Hi @zmin1217 , the num_cpus you specified for ray tune is logical resources for scheduling purpose. It’s possible that your training function use more physical cpu resources.

more details: Resources — Ray 2.23.0

@yunxuanx , as Resouce - Ray 2.23.0 says, Task f uses 5 logical cpus, but physical cpu resources is not controlled by Ray, and don’t need to have 1-to-1 mapping with physical resources.

  1. What is the meaning of logical logical resouces(cpu, memory), as not 1-to-1 mapping with physical resources.
  2. Is there a way to control it, because ray use all cpu resouces, leads to cannot run other tasks. and i have tried using tune.with_resources(trainable, resouces={"cpu":1}), but it doesn’t work.
  1. What is the meaning of logical logical resouces(cpu, memory), as not 1-to-1 mapping with physical resources.

It means allocating x logical cpus doesn’t means it isolates x physical cpus for execution, the ray task can still have access to all cpus.

Is there a way to control it, because ray use all cpu resouces, leads to cannot run other tasks

Currently ray does not provide native way to isolate physical resources. To limit the num cpus it uses, you should make sure your training function is single threaded, thus using exactly 1 cpu.

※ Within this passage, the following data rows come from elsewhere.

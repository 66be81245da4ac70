//! Synthetic load generator
//!
//! Pushes a mix of unique and duplicate events directly onto the broker
//! queue, at a configurable rate, to exercise the idempotent commit
//! protocol under load. Not part of the ingestion API path; this talks to
//! the broker directly, the way a trusted internal producer would.

use std::time::Duration;

use chrono::Utc;
use rand::seq::SliceRandom;
use rand::Rng;
use serde_json::json;

use log_aggregator::broker::BrokerQueue;
use log_aggregator::event::{Event, RawEvent};

const TOPICS: &[&str] = &[
    "user.login",
    "user.logout",
    "user.register",
    "order.created",
    "order.completed",
    "order.cancelled",
    "payment.success",
    "payment.failed",
    "inventory.updated",
    "notification.sent",
];

#[tokio::main]
async fn main() -> anyhow::Result<()> {
    tracing_subscriber::fmt().init();

    let redis_url =
        std::env::var("REDIS_URL").unwrap_or_else(|_| "redis://127.0.0.1:6379".to_string());
    let total_events: usize = std::env::var("TOTAL_EVENTS")
        .unwrap_or_else(|_| "20000".to_string())
        .parse()?;
    let duplicate_rate: f64 = std::env::var("DUPLICATE_RATE")
        .unwrap_or_else(|_| "0.35".to_string())
        .parse()?;
    let send_rate: u32 = std::env::var("SEND_RATE")
        .unwrap_or_else(|_| "100".to_string())
        .parse()?;

    tracing::info!(
        total_events,
        duplicate_rate,
        send_rate,
        "publisher_starting"
    );

    let broker = BrokerQueue::connect(&redis_url).await?;
    tracing::info!("broker_connected");

    let unique_count = ((total_events as f64) * (1.0 - duplicate_rate)) as usize;
    let duplicate_count = total_events - unique_count;

    tracing::info!(unique = unique_count, duplicates = duplicate_count, "event_plan");

    let mut rng = rand::thread_rng();

    let unique_events: Vec<RawEvent> = (0..unique_count).map(|_| generate_event(&mut rng, None)).collect();
    tracing::info!(count = unique_events.len(), "unique_events_generated");

    let mut duplicate_events = Vec::with_capacity(duplicate_count);
    for _ in 0..duplicate_count {
        let original = unique_events
            .choose(&mut rng)
            .expect("unique_events is non-empty when duplicate_rate < 1.0");
        let mut duplicate = generate_event(&mut rng, Some(original.event_id.clone()));
        duplicate.topic = original.topic.clone();
        duplicate_events.push(duplicate);
    }
    tracing::info!(count = duplicate_events.len(), "duplicate_events_generated");

    let mut all_events: Vec<RawEvent> = unique_events.into_iter().chain(duplicate_events).collect();
    all_events.shuffle(&mut rng);
    tracing::info!(total = all_events.len(), "events_shuffled");

    let delay = if send_rate > 0 {
        Some(Duration::from_secs_f64(1.0 / send_rate as f64))
    } else {
        None
    };

    let start = std::time::Instant::now();
    let mut sent_count = 0usize;

    for raw in all_events {
        let event = Event::validate(raw)?;
        broker.push(&event.serialize()).await?;
        sent_count += 1;

        if sent_count % 1000 == 0 {
            let elapsed = start.elapsed().as_secs_f64();
            let rate = if elapsed > 0.0 {
                sent_count as f64 / elapsed
            } else {
                0.0
            };
            tracing::info!(sent = sent_count, total_events, rate_per_sec = rate, "progress");
        }

        if let Some(delay) = delay {
            tokio::time::sleep(delay).await;
        }
    }

    let elapsed = start.elapsed().as_secs_f64();
    let actual_rate = if elapsed > 0.0 {
        sent_count as f64 / elapsed
    } else {
        0.0
    };

    tracing::info!(
        total_sent = sent_count,
        duration_seconds = elapsed,
        avg_rate_per_sec = actual_rate,
        unique = unique_count,
        duplicates = duplicate_count,
        "publishing_complete"
    );

    Ok(())
}

fn generate_event(rng: &mut impl Rng, event_id: Option<String>) -> RawEvent {
    let topic = TOPICS.choose(rng).unwrap().to_string();
    let event_id = event_id.unwrap_or_else(|| generate_event_id(rng));

    let payload = if topic.starts_with("user.") {
        json!({
            "user_id": rng.gen_range(1000..10000),
            "ip": format!("{}.{}.{}.{}", rng.gen_range(1..256), rng.gen_range(1..256), rng.gen_range(1..256), rng.gen_range(1..256)),
            "user_agent": ["Chrome/91.0", "Firefox/89.0", "Safari/14.1"].choose(rng).unwrap(),
        })
    } else if topic.starts_with("order.") {
        json!({
            "order_id": format!("ORD-{}", rng.gen_range(10000..100000)),
            "user_id": rng.gen_range(1000..10000),
            "amount": (rng.gen_range(1000..100000) as f64) / 100.0,
            "items": rng.gen_range(1..11),
        })
    } else if topic.starts_with("payment.") {
        json!({
            "transaction_id": format!("TXN-{}", rng.gen_range(10000..100000)),
            "amount": (rng.gen_range(1000..100000) as f64) / 100.0,
            "method": ["credit_card", "debit_card", "paypal", "bank_transfer"].choose(rng).unwrap(),
        })
    } else if topic.starts_with("inventory.") {
        json!({
            "product_id": format!("PROD-{}", rng.gen_range(100..1000)),
            "quantity": rng.gen_range(-10..101),
            "warehouse": ["WH-A", "WH-B", "WH-C"].choose(rng).unwrap(),
        })
    } else {
        json!({
            "message": ["Order shipped", "Account verified", "Password changed"].choose(rng).unwrap(),
            "priority": ["low", "medium", "high"].choose(rng).unwrap(),
        })
    };

    RawEvent {
        topic,
        event_id,
        timestamp: Utc::now().to_rfc3339(),
        source: "publisher-service".to_string(),
        payload,
    }
}

fn generate_event_id(rng: &mut impl Rng) -> String {
    let timestamp = Utc::now().format("%Y%m%d%H%M%S");
    let suffix: String = (0..8)
        .map(|_| {
            let choices = b"abcdefghijklmnopqrstuvwxyz0123456789";
            choices[rng.gen_range(0..choices.len())] as char
        })
        .collect();
    format!("evt_{}_{}", timestamp, suffix)
}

It means allocating x logical cpus doesn’t means it isolates x physical cpus for execution, the ray task can still have access to all cpus.

Then Why need the logical cpu? I can set 5 cpus or 10 cpus or 100cpus freely, even a larger number, as whatever how much I set, it will use all CPUs.

Yes, the logical cpu is more for scheduling purpose. This can limit the number of actors/tasks users launched on a node. Ray doesn’t have hardware-level isolation to limit the number of cpu an actor use.